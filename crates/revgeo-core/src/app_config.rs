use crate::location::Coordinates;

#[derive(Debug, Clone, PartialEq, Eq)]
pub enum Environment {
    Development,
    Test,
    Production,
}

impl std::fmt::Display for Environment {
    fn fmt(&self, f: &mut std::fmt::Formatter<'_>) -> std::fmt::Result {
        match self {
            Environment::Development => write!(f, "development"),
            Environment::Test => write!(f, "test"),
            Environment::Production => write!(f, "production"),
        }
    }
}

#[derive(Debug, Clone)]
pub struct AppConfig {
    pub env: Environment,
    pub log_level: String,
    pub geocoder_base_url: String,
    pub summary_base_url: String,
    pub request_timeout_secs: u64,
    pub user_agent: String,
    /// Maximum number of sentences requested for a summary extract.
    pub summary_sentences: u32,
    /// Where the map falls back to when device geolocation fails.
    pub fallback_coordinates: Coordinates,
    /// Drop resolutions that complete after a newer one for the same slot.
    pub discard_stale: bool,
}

» WORK REQUIRED
Nothing but a number is wanted here: the count of lines in the listing with the word "Production".

» RESPONSE TO THIS TASK
2